- Oi, Vi! - disse ela sorrindo, e o namorado respondeu com um beijo na boca.
Devia se chamar Vinícius, talvez Vicente. Sentou-se à mesa conosco, pôs a mão esquerda na perna dela e ergueu a direita, pedindo um chope. Nós quatro o cumprimentamos.
- Prazer: Pedro Henrique - ele informou.
Ué. E o Vi ali do início? Abri a boca para perguntar, mas levei um chute por baixo da mesa. A Flavinha, que já conhecia o casal, me olhou com cara feia e espichou o pescoço para cochichar:
- É uma abreviação de Vida!
- Vida... - murmurei, com o olhar distante, a batatinha esfriando na mão.
Concluí que a moça o chamava assim havia muito tempo - tanto tempo que, lá pelas tantas, Vida tornou-se o nome do Pedro Henrique, e Vi, o apelido.
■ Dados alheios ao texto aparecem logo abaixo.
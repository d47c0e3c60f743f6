//! HTTP API for route searches
//!
//! `GET /search?from=..&to=..[&policy=..]` runs one search and returns the
//! route, the selected restaurants and their map markers.

use std::sync::Arc;

use axum::{
    Json, Router,
    extract::{Query, State},
    http::StatusCode,
    response::{IntoResponse, Response},
    routing::get,
};
use chrono::{DateTime, Utc};
use serde::{Deserialize, Serialize};
use serde_json::json;
use tracing::{error, info};

use crate::config::RoadbiteConfig;
use crate::maps::MapsServices;
use crate::models::{PlaceCandidate, RouteSummary};
use crate::render::{MarkerView, markers};
use crate::search::{PolicyPreset, RouteRestaurantFinder, SearchReport, SearchRequest};
use crate::{RoadbiteError, VERSION};

/// Shared state of the HTTP handlers.
///
/// Only the collaborator handles are shared. Every request runs its own
/// finder, so searches of different clients never block each other.
pub struct AppState {
    pub services: MapsServices,
    pub config: RoadbiteConfig,
}

impl AppState {
    pub fn new(services: MapsServices, config: RoadbiteConfig) -> Self {
        Self { services, config }
    }
}

/// Query string of a search; missing fields count as empty input
#[derive(Debug, Default, Deserialize)]
pub struct SearchQuery {
    pub from: Option<String>,
    pub to: Option<String>,
    pub policy: Option<String>,
}

#[derive(Debug, Serialize)]
pub struct SearchResponse {
    pub route: RouteSummary,
    pub restaurants: Vec<PlaceCandidate>,
    pub markers: Vec<MarkerView>,
    pub sample_count: usize,
    pub failed_lookups: usize,
    pub searched_at: DateTime<Utc>,
}

impl From<SearchReport> for SearchResponse {
    fn from(report: SearchReport) -> Self {
        Self {
            markers: markers(&report.restaurants),
            route: report.route,
            restaurants: report.restaurants,
            sample_count: report.sample_count,
            failed_lookups: report.failed_lookups,
            searched_at: report.searched_at,
        }
    }
}

/// Error response carrying only the user-facing message
pub struct ApiError(RoadbiteError);

impl From<RoadbiteError> for ApiError {
    fn from(err: RoadbiteError) -> Self {
        Self(err)
    }
}

impl ApiError {
    fn status(&self) -> StatusCode {
        match self.0 {
            RoadbiteError::MissingInput | RoadbiteError::Validation { .. } => {
                StatusCode::BAD_REQUEST
            }
            RoadbiteError::SearchInProgress => StatusCode::CONFLICT,
            RoadbiteError::LocationNotFound { .. }
            | RoadbiteError::RouteFailed { .. }
            | RoadbiteError::Api { .. } => StatusCode::BAD_GATEWAY,
            RoadbiteError::Config { .. } | RoadbiteError::Io { .. } => {
                StatusCode::INTERNAL_SERVER_ERROR
            }
        }
    }
}

impl IntoResponse for ApiError {
    fn into_response(self) -> Response {
        let status = self.status();
        if status.is_server_error() {
            error!("Search failed: {}", self.0);
        }

        let body = Json(json!({
            "error": self.0.user_message(),
        }));

        (status, body).into_response()
    }
}

pub fn router(state: Arc<AppState>) -> Router {
    Router::new()
        .route("/search", get(search))
        .route("/health", get(health))
        .with_state(state)
}

async fn search(
    State(state): State<Arc<AppState>>,
    Query(query): Query<SearchQuery>,
) -> Result<Json<SearchResponse>, ApiError> {
    let preset = query
        .policy
        .as_deref()
        .filter(|p| !p.trim().is_empty())
        .map(str::parse::<PolicyPreset>)
        .transpose()?;
    let policy = state.config.search_policy(preset);

    let request = SearchRequest::new(
        query.from.unwrap_or_default(),
        query.to.unwrap_or_default(),
    );
    let finder = RouteRestaurantFinder::new(state.services.clone());
    let report = finder.search(&request, &policy).await?;

    info!(
        "Returning {} restaurants for {} -> {}",
        report.restaurants.len(),
        report.route.from,
        report.route.to
    );
    Ok(Json(report.into()))
}

async fn health() -> Json<serde_json::Value> {
    Json(json!({
        "status": "ok",
        "version": VERSION,
    }))
}
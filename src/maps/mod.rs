//! Maps collaborators
//!
//! Geocoding, driving directions and nearby place search are provided by an
//! external maps service. The search pipeline only talks to the traits in
//! this module; `google` holds the Google Maps Platform adapter.

use std::sync::Arc;

use async_trait::async_trait;

use crate::Result;
use crate::models::{Coordinate, PlaceCandidate, Route};
use crate::search::LookupParams;

#[cfg(test)]
pub(crate) mod fake;
pub mod google;
pub mod polyline;

pub use google::GoogleMapsClient;

/// Resolves free-form addresses to coordinates
#[async_trait]
pub trait Geocoder: Send + Sync {
    /// `Ok(None)` when the service has no match for the address
    async fn geocode(&self, address: &str) -> Result<Option<Coordinate>>;
}

/// Computes driving routes
#[async_trait]
pub trait RouteProvider: Send + Sync {
    async fn compute_route(&self, origin: Coordinate, destination: Coordinate) -> Result<Route>;
}

/// Searches places around a coordinate
#[async_trait]
pub trait PlaceLookup: Send + Sync {
    /// Unsuccessful service statuses yield an empty list; only transport
    /// and decoding problems are errors.
    async fn lookup_nearby(
        &self,
        location: Coordinate,
        params: &LookupParams,
    ) -> Result<Vec<PlaceCandidate>>;
}

/// The set of collaborators one finder works with
#[derive(Clone)]
pub struct MapsServices {
    pub geocoder: Arc<dyn Geocoder>,
    pub routes: Arc<dyn RouteProvider>,
    pub places: Arc<dyn PlaceLookup>,
}

impl MapsServices {
    /// Use one client for all three collaborators
    pub fn from_client<C>(client: C) -> Self
    where
        C: Geocoder + RouteProvider + PlaceLookup + 'static,
    {
        let client = Arc::new(client);
        Self {
            geocoder: client.clone(),
            routes: client.clone(),
            places: client,
        }
    }
}
mod options;
mod property_partition;
use thiserror::Error;

/// A key selector failure, located at the source item it failed on.
///
/// The item is not lost: it stays parked inside the grouping and the next
/// pull from any consumer runs the selector on it again before reading
/// further from the source.
#[derive(Error, Debug, Clone, PartialEq, Eq)]
#[error("key selector failed at item {position}: {error}")]
pub struct GroupByError<E> {
    #[source]
    error: E,
    position: usize,
}

impl<E> GroupByError<E> {
    pub(crate) fn selector(error: E, position: usize) -> Self {
        Self { error, position }
    }

    /// Zero-based index of the offending item in the source.
    #[must_use]
    pub fn position(&self) -> usize {
        self.position
    }

    /// The error returned by the key selector.
    #[must_use]
    pub fn error(&self) -> &E {
        &self.error
    }

    /// Unwraps the selector's error.
    #[must_use]
    pub fn into_inner(self) -> E {
        self.error
    }
}
use alloc::vec::Vec;

use quickcheck::{QuickCheck, TestResult};

use crate::lazy_group_by;

/// Reference grouping: keys in first-occurrence order, items in source order.
fn eager_groups(items: &[u8], modulus: u8) -> Vec<(u8, Vec<u8>)> {
    let mut groups: Vec<(u8, Vec<u8>)> = Vec::new();
    for &item in items {
        let key = item % modulus;
        match groups.iter_mut().find(|(k, _)| *k == key) {
            Some((_, group)) => group.push(item),
            None => groups.push((key, alloc::vec![item])),
        }
    }
    groups
}

fn test_count() -> u64 {
    if cfg!(any(miri, feature = "test-fast")) {
        10
    } else if is_ci::cached() {
        10_000
    } else {
        1_000
    }
}

/// Property: draining every group in key order recovers the eager grouping.
#[test]
fn partition_matches_eager_grouping_quickcheck() {
    #[allow(clippy::needless_pass_by_value)]
    fn prop(items: Vec<u8>, modulus: u8) -> bool {
        let modulus = modulus % 7 + 1;
        let grouped = lazy_group_by(items.iter().copied(), |n: &u8| n % modulus);
        let actual: Vec<(u8, Vec<u8>)> = grouped
            .iter()
            .map(|(key, group)| (key, group.collect()))
            .collect();
        actual == eager_groups(&items, modulus)
    }

    QuickCheck::new()
        .tests(test_count())
        .quickcheck(prop as fn(Vec<u8>, u8) -> bool);
}

/// Property: any interleaving of outer pulls and single-item group pulls
/// yields the same per-group contents as isolated consumption.
#[test]
fn interleaved_pulls_match_eager_grouping_quickcheck() {
    #[allow(clippy::needless_pass_by_value)]
    fn prop(items: Vec<u8>, modulus: u8, schedule: Vec<u8>) -> bool {
        let modulus = modulus % 7 + 1;
        let grouped = lazy_group_by(items.iter().copied(), |n: &u8| n % modulus);
        let mut outer = grouped.iter();
        let mut seen = Vec::new();
        let mut taken: Vec<Vec<u8>> = Vec::new();

        for op in schedule {
            if op % 3 == 0 || seen.is_empty() {
                if let Some(entry) = outer.next() {
                    seen.push(entry);
                    taken.push(Vec::new());
                }
            } else {
                let index = usize::from(op / 3) % seen.len();
                if let Some(item) = seen[index].1.next() {
                    taken[index].push(item);
                }
            }
        }

        for entry in outer {
            seen.push(entry);
            taken.push(Vec::new());
        }
        for (slot, (_, group)) in taken.iter_mut().zip(seen.iter_mut()) {
            slot.extend(group.by_ref());
        }

        let actual: Vec<(u8, Vec<u8>)> = seen.iter().map(|(key, _)| *key).zip(taken).collect();
        actual == eager_groups(&items, modulus)
    }

    QuickCheck::new()
        .tests(test_count())
        .quickcheck(prop as fn(Vec<u8>, u8, Vec<u8>) -> bool);
}

/// Property: a lookup finds a group iff the key occurs, and lookups in any
/// order leave the key order and group contents untouched.
#[test]
fn lookups_in_any_order_quickcheck() {
    #[allow(clippy::needless_pass_by_value)]
    fn prop(items: Vec<u8>, probes: Vec<u8>) -> TestResult {
        if items.is_empty() && probes.is_empty() {
            return TestResult::discard();
        }
        let modulus = 5;
        let expected = eager_groups(&items, modulus);
        let grouped = lazy_group_by(items.iter().copied(), |n: &u8| n % modulus);

        let mut taken: Vec<(u8, Vec<u8>)> = Vec::new();
        for probe in probes {
            let key = probe % (modulus + 2);
            let occurs = expected.iter().any(|(k, _)| *k == key);
            match grouped.get_group(&key) {
                Some(mut group) => {
                    if !occurs {
                        return TestResult::failed();
                    }
                    if let Some(item) = group.next() {
                        match taken.iter_mut().find(|(k, _)| *k == key) {
                            Some((_, items)) => items.push(item),
                            None => taken.push((key, alloc::vec![item])),
                        }
                    }
                }
                None if occurs => return TestResult::failed(),
                None => {}
            }
        }

        let actual: Vec<(u8, Vec<u8>)> = grouped
            .iter()
            .map(|(key, group)| {
                let mut items = taken
                    .iter()
                    .find(|(k, _)| *k == key)
                    .map(|(_, items)| items.clone())
                    .unwrap_or_default();
                items.extend(group);
                (key, items)
            })
            .collect();
        TestResult::from_bool(actual == expected)
    }

    QuickCheck::new()
        .tests(test_count())
        .quickcheck(prop as fn(Vec<u8>, Vec<u8>) -> TestResult);
}
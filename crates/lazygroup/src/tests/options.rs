use crate::GroupByOptions;

#[test]
fn options_round_trip_through_json() {
    let options = GroupByOptions {
        expected_keys: 16,
        buffer_capacity: 4,
    };

    let json = serde_json::to_string(&options).unwrap();
    assert_eq!(json, r#"{"expected_keys":16,"buffer_capacity":4}"#);

    let back: GroupByOptions = serde_json::from_str(&json).unwrap();
    assert_eq!(back, options);
}
//! Shared state behind a grouping and the two pull algorithms that advance
//! it.
//!
//! One `Engine` is owned (through `Rc<RefCell<_>>`) by a `Grouped` handle and
//! by every `Group` it has produced. It holds:
//! - the source cursor, fused so that pulls after the end keep returning
//!   `None`;
//! - the key-buffer table: one FIFO per key seen so far, holding items read
//!   from the source that their group has not consumed yet;
//! - the pending-key queue: keys discovered while advancing a group that the
//!   outer sequence has not produced yet, in discovery order;
//! - a stall slot for an item whose key selector failed, so the item is
//!   retried by the next pull instead of being dropped.
//!
//! A key has a buffer if and only if it has been seen. The pending-key queue
//! is a subset of the buffered keys. Every item read from the source is
//! either handed straight to the group pulling it or pushed onto exactly one
//! buffer.

use alloc::collections::VecDeque;
use core::iter::Fuse;

use hashbrown::{HashMap, hash_map::Entry};
use tracing::{debug, trace};

use crate::{GroupByError, GroupByOptions, KeySelector};

type Key<I, S> = <S as KeySelector<<I as Iterator>::Item>>::Key;
type Pulled<I, S> = Result<
    Option<(Key<I, S>, <I as Iterator>::Item)>,
    GroupByError<<S as KeySelector<<I as Iterator>::Item>>::Error>,
>;

pub(crate) struct Engine<I, S>
where
    I: Iterator,
    S: KeySelector<I::Item>,
{
    source: Fuse<I>,
    selector: S,
    buffers: HashMap<S::Key, VecDeque<I::Item>>,
    pending: VecDeque<S::Key>,
    stalled: Option<I::Item>,
    pulled: usize,
    source_done: bool,
    buffer_capacity: usize,
}

impl<I, S> Engine<I, S>
where
    I: Iterator,
    S: KeySelector<I::Item>,
{
    pub(crate) fn new(source: I, selector: S, options: GroupByOptions) -> Self {
        Self {
            source: source.fuse(),
            selector,
            buffers: HashMap::with_capacity(options.expected_keys),
            pending: VecDeque::with_capacity(options.expected_keys),
            stalled: None,
            pulled: 0,
            source_done: false,
            buffer_capacity: options.buffer_capacity,
        }
    }

    /// Whether every item has been read from the source and classified.
    pub(crate) fn is_exhausted(&self) -> bool {
        self.source_done && self.stalled.is_none()
    }

    pub(crate) fn pending_len(&self) -> usize {
        self.pending.len()
    }

    /// Number of items read from the source and not yet consumed by `key`'s
    /// group.
    pub(crate) fn buffered_len(&self, key: &S::Key) -> usize {
        self.buffers.get(key).map_or(0, VecDeque::len)
    }

    /// Produces the next item of `key`'s group.
    ///
    /// Drains the key's own buffer first, then reads from the source, filing
    /// every item of another key into that key's buffer.
    pub(crate) fn next_item(
        &mut self,
        key: &S::Key,
    ) -> Result<Option<I::Item>, GroupByError<S::Error>> {
        if let Some(item) = self.buffers.get_mut(key).and_then(VecDeque::pop_front) {
            return Ok(Some(item));
        }

        while let Some((item_key, item)) = self.pull()? {
            if item_key == *key {
                return Ok(Some(item));
            }
            self.file(item_key, item);
        }

        Ok(None)
    }

    /// Produces the next key of the outer sequence.
    ///
    /// Keys already discovered by group pulls come first. Otherwise the
    /// source is read until an unseen key turns up; its triggering item moves
    /// into the new buffer, so the key's group yields it on its first pull.
    pub(crate) fn next_key(&mut self) -> Result<Option<S::Key>, GroupByError<S::Error>> {
        if let Some(key) = self.pending.pop_front() {
            trace!(pending = self.pending.len(), "outer sequence took a pending key");
            return Ok(Some(key));
        }

        while let Some((key, item)) = self.pull()? {
            match self.buffers.entry(key) {
                Entry::Occupied(mut buffer) => buffer.get_mut().push_back(item),
                Entry::Vacant(slot) => {
                    let key = slot.key().clone();
                    let mut buffer = VecDeque::with_capacity(self.buffer_capacity);
                    buffer.push_back(item);
                    slot.insert(buffer);
                    trace!(
                        keys = self.buffers.len(),
                        position = self.pulled - 1,
                        "outer sequence discovered a key"
                    );
                    return Ok(Some(key));
                }
            }
        }

        Ok(None)
    }

    /// Reads one item (the stalled one first) and computes its key.
    ///
    /// On selector failure the item goes back into the stall slot and no
    /// other state changes.
    fn pull(&mut self) -> Pulled<I, S> {
        let item = match self.stalled.take() {
            Some(item) => item,
            None => match self.source.next() {
                Some(item) => {
                    self.pulled += 1;
                    item
                }
                None => {
                    if !self.source_done {
                        self.source_done = true;
                        debug!(
                            pulled = self.pulled,
                            keys = self.buffers.len(),
                            "source exhausted"
                        );
                    }
                    return Ok(None);
                }
            },
        };

        match self.selector.select(&item) {
            Ok(key) => Ok(Some((key, item))),
            Err(error) => {
                let position = self.pulled - 1;
                debug!(position, "key selector failed, item stalled");
                self.stalled = Some(item);
                Err(GroupByError::selector(error, position))
            }
        }
    }

    /// Buffers an off-key item, queueing its key if this is the first sighting.
    fn file(&mut self, key: S::Key, item: I::Item) {
        match self.buffers.entry(key) {
            Entry::Occupied(mut buffer) => buffer.get_mut().push_back(item),
            Entry::Vacant(slot) => {
                self.pending.push_back(slot.key().clone());
                let mut buffer = VecDeque::with_capacity(self.buffer_capacity);
                buffer.push_back(item);
                slot.insert(buffer);
                trace!(
                    keys = self.buffers.len(),
                    pending = self.pending.len(),
                    position = self.pulled - 1,
                    "group pull discovered a key"
                );
            }
        }
    }
}
//! Lazy, on-demand grouping of an iterator by key.
//!
//! [`lazy_group_by`] partitions a sequence into groups without consuming it
//! up front. Keys come out in first-occurrence order, and each [`Group`]
//! yields the items for its key in source order. All consumers share one
//! cursor over the source: pulling from any of them reads only as far as that
//! consumer needs, and items that belong to other keys are buffered until
//! their own group asks for them.
//!
//! ```rust
//! use lazygroup::lazy_group_by;
//!
//! let grouped = lazy_group_by([1, 2, 1, 3, 2, 1], |n: &i32| *n);
//!
//! let twos: Vec<_> = grouped.get_group(&2).unwrap().collect();
//! assert_eq!(twos, [2, 2]);
//!
//! let keys: Vec<_> = grouped.keys().collect();
//! assert_eq!(keys, [1, 2, 3]);
//!
//! let ones: Vec<_> = grouped.get_group(&1).unwrap().collect();
//! assert_eq!(ones, [1, 1, 1]);
//! ```
//!
//! Handles and groups are single-threaded (`!Send`). Calling back into the
//! grouping from inside the key selector panics.

#![no_std]
extern crate alloc;

#[cfg(test)]
extern crate std;

mod engine;
mod error;
mod ext;
mod group;
mod grouped;
mod options;
mod selector;

#[cfg(test)]
mod tests;

pub use error::GroupByError;
pub use ext::{LazyGroupByExt, lazy_group_by, try_lazy_group_by};
pub use group::{Group, TryGroup};
pub use grouped::{GroupMap, Grouped, Groups, Keys, TryGroups};
pub use options::GroupByOptions;
pub use selector::{KeyFn, KeySelector, TryKeyFn};
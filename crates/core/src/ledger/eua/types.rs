//! EU ETS allowance operation types.

use chrono::{DateTime, Utc};
use rust_decimal::Decimal;
use serde::{Deserialize, Serialize};
use tidemark_shared::types::{EuaOperationId, OrganizationId, VoyageId};

/// Kind of allowance operation.
#[derive(Debug, Clone, Copy, PartialEq, Eq, Hash, Serialize, Deserialize)]
#[serde(rename_all = "SCREAMING_SNAKE_CASE")]
pub enum EuaOperationKind {
    /// Expected allowance need.
    Forecast,
    /// Allowances bought ahead.
    Hedge,
    /// Allowances handed in for realized emissions.
    Surrender,
    /// Confirmation of a surrender by the registry.
    Reconcile,
}

impl EuaOperationKind {
    /// Wire name of the kind.
    #[must_use]
    pub const fn as_str(self) -> &'static str {
        match self {
            Self::Forecast => "FORECAST",
            Self::Hedge => "HEDGE",
            Self::Surrender => "SURRENDER",
            Self::Reconcile => "RECONCILE",
        }
    }
}

impl std::fmt::Display for EuaOperationKind {
    fn fmt(&self, f: &mut std::fmt::Formatter<'_>) -> std::fmt::Result {
        f.write_str(self.as_str())
    }
}

/// A requested allowance operation.
///
/// `euas_count` is always a non-negative magnitude here; SURRENDER is stored
/// with a negative sign once accepted.
#[derive(Debug, Clone, PartialEq, Eq, Serialize, Deserialize)]
pub struct EuaOperationRequest {
    /// Operation kind.
    pub kind: EuaOperationKind,
    /// Number of allowances.
    pub euas_count: i64,
    /// Price per allowance (HEDGE only).
    #[serde(default)]
    pub price_per_eua: Option<Decimal>,
    /// Realized emissions in tonnes CO2 (SURRENDER only).
    #[serde(default)]
    pub realized_emissions_t: Option<Decimal>,
    /// Execution time.
    pub executed_at: DateTime<Utc>,
    /// Voyages the operation relates to.
    #[serde(default)]
    pub reference_voyage_ids: Vec<VoyageId>,
}

impl EuaOperationRequest {
    fn new(kind: EuaOperationKind, euas_count: i64, executed_at: DateTime<Utc>) -> Self {
        Self {
            kind,
            euas_count,
            price_per_eua: None,
            realized_emissions_t: None,
            executed_at,
            reference_voyage_ids: Vec::new(),
        }
    }

    /// A FORECAST of `euas_count` allowances.
    #[must_use]
    pub fn forecast(euas_count: i64, executed_at: DateTime<Utc>) -> Self {
        Self::new(EuaOperationKind::Forecast, euas_count, executed_at)
    }

    /// A HEDGE of `euas_count` allowances at `price_per_eua`.
    #[must_use]
    pub fn hedge(euas_count: i64, price_per_eua: Decimal, executed_at: DateTime<Utc>) -> Self {
        Self {
            price_per_eua: Some(price_per_eua),
            ..Self::new(EuaOperationKind::Hedge, euas_count, executed_at)
        }
    }

    /// A SURRENDER of `euas_count` allowances against realized emissions.
    #[must_use]
    pub fn surrender(
        euas_count: i64,
        realized_emissions_t: Decimal,
        executed_at: DateTime<Utc>,
    ) -> Self {
        Self {
            realized_emissions_t: Some(realized_emissions_t),
            ..Self::new(EuaOperationKind::Surrender, euas_count, executed_at)
        }
    }

    /// A RECONCILE of a prior surrender of `euas_count` allowances.
    #[must_use]
    pub fn reconcile(euas_count: i64, executed_at: DateTime<Utc>) -> Self {
        Self::new(EuaOperationKind::Reconcile, euas_count, executed_at)
    }

    /// Attaches voyage references.
    #[must_use]
    pub fn with_voyages(mut self, voyage_ids: Vec<VoyageId>) -> Self {
        self.reference_voyage_ids = voyage_ids;
        self
    }
}

/// An accepted, immutable ledger entry.
#[derive(Debug, Clone, PartialEq, Eq, Serialize, Deserialize)]
pub struct EuaOperation {
    /// Entry ID.
    pub id: EuaOperationId,
    /// Owning organization.
    pub organization_id: OrganizationId,
    /// Reporting year.
    pub period_year: i32,
    /// Operation kind.
    pub kind: EuaOperationKind,
    /// Signed count; negative only for SURRENDER.
    pub euas_count: i64,
    /// Price per allowance (HEDGE only).
    pub price_per_eua: Option<Decimal>,
    /// Realized emissions the surrender covers (SURRENDER only).
    pub realized_emissions_t: Option<Decimal>,
    /// Execution time.
    pub executed_at: DateTime<Utc>,
    /// Voyages the operation relates to.
    pub reference_voyage_ids: Vec<VoyageId>,
}

/// Per-period allowance totals.
#[derive(Debug, Clone, Default, PartialEq, Eq, Serialize, Deserialize)]
pub struct EuaPeriodSummary {
    /// Number of entries in the period.
    pub operation_count: usize,
    /// Sum of FORECAST counts.
    pub forecast_euas: i64,
    /// Sum of HEDGE counts.
    pub hedged_euas: i64,
    /// Sum of SURRENDER magnitudes.
    pub surrendered_euas: i64,
    /// Sum of RECONCILE counts.
    pub reconciled_euas: i64,
    /// Total spent on hedges.
    pub total_hedge_cost: Decimal,
    /// Count-weighted average hedge price.
    pub average_hedge_price: Option<Decimal>,
    /// How close the forecast came to the surrendered amount, in [0, 1].
    pub forecast_accuracy: Option<Decimal>,
}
Que coisa. Não sei se gostaria de ser chamado de Vida. É uma grande responsabilidade. Digamos que um dia, por algum motivo, eu terminasse com a minha namorada: ela perderia a Vida, o que costuma ser chato.
Mas, claro, cada um com seus códigos. Essas formas de se tratar, todo casal tem as suas e, no fim das contas, "Vi" soa tão singelo que nem parece carregar todo o peso de uma vida. Diferente do marido que chama a mulher de Mãe, por exemplo. Mãe é brabo.
Se bem que, se o pai está abraçado com o filhinho de três anos no sofá da sala, aí resolve dizer "Mãe, alcança para nós o controle remoto", tudo bem, é um contexto diferente do cara na alcova com a mulher dizendo "boa noite, Mãe". Credo, Nêga Véia cairia melhor. Aliás, meu amigo Alexandre Elmi escreveu no Facebook que se referir à mulher como Nêga Véia é "uma babaquice". Pois não só discordo como considero Nêga Véia o mais alto degrau de uma relação afetiva: ficante, namorada, noiva, esposa e, por fim, no ápice da cumplicidade conjugal, Nêga Véia. Homem nenhum larga uma Nêga Véia, acredite.
Mas, ainda que Mãe e Vida não façam muito o meu estilo, chamar o companheiro da forma que bem entender é um direito constitucional, sabia? "São invioláveis a intimidade e a vida privada", diz o artigo quinto da lei suprema. Quer dizer: todos têm o direito de ser abobados no plano íntimo. Todos têm o direito de amar.
Inclusive o Júlio e o Lucas, dois baita homens de 1m85cm que moram no meu prédio e se chamam de Bebê. Inclusive a moça do início do texto, que hoje atende por Daniela e chama o Pedro Henrique de Vida, mas alguns anos atrás atendia por Daniel e gostava pouco da própria vida.
Por isso, não há chance alguma de esse Estatuto da Família - cuja votação terminou na quinta-feira passada, em uma comissão da Câmara, definindo família como a união entre um homem e uma mulher - prosperar fora do Congresso. O Supremo Tribunal Federal vai derrubar rapidinho, com base na Constituição. Sei disso porque entrevistei o ministro Marco Aurélio Mello. Sei disso porque ninguém, enquanto houver democracia, poderá violar a minha intimidade - nem me impedir de chamar minha namorada de Nenezão do Pápi.
*O colunista Paulo Sant'Ana, titular desta seção, encontra-se em tratamento de saúde.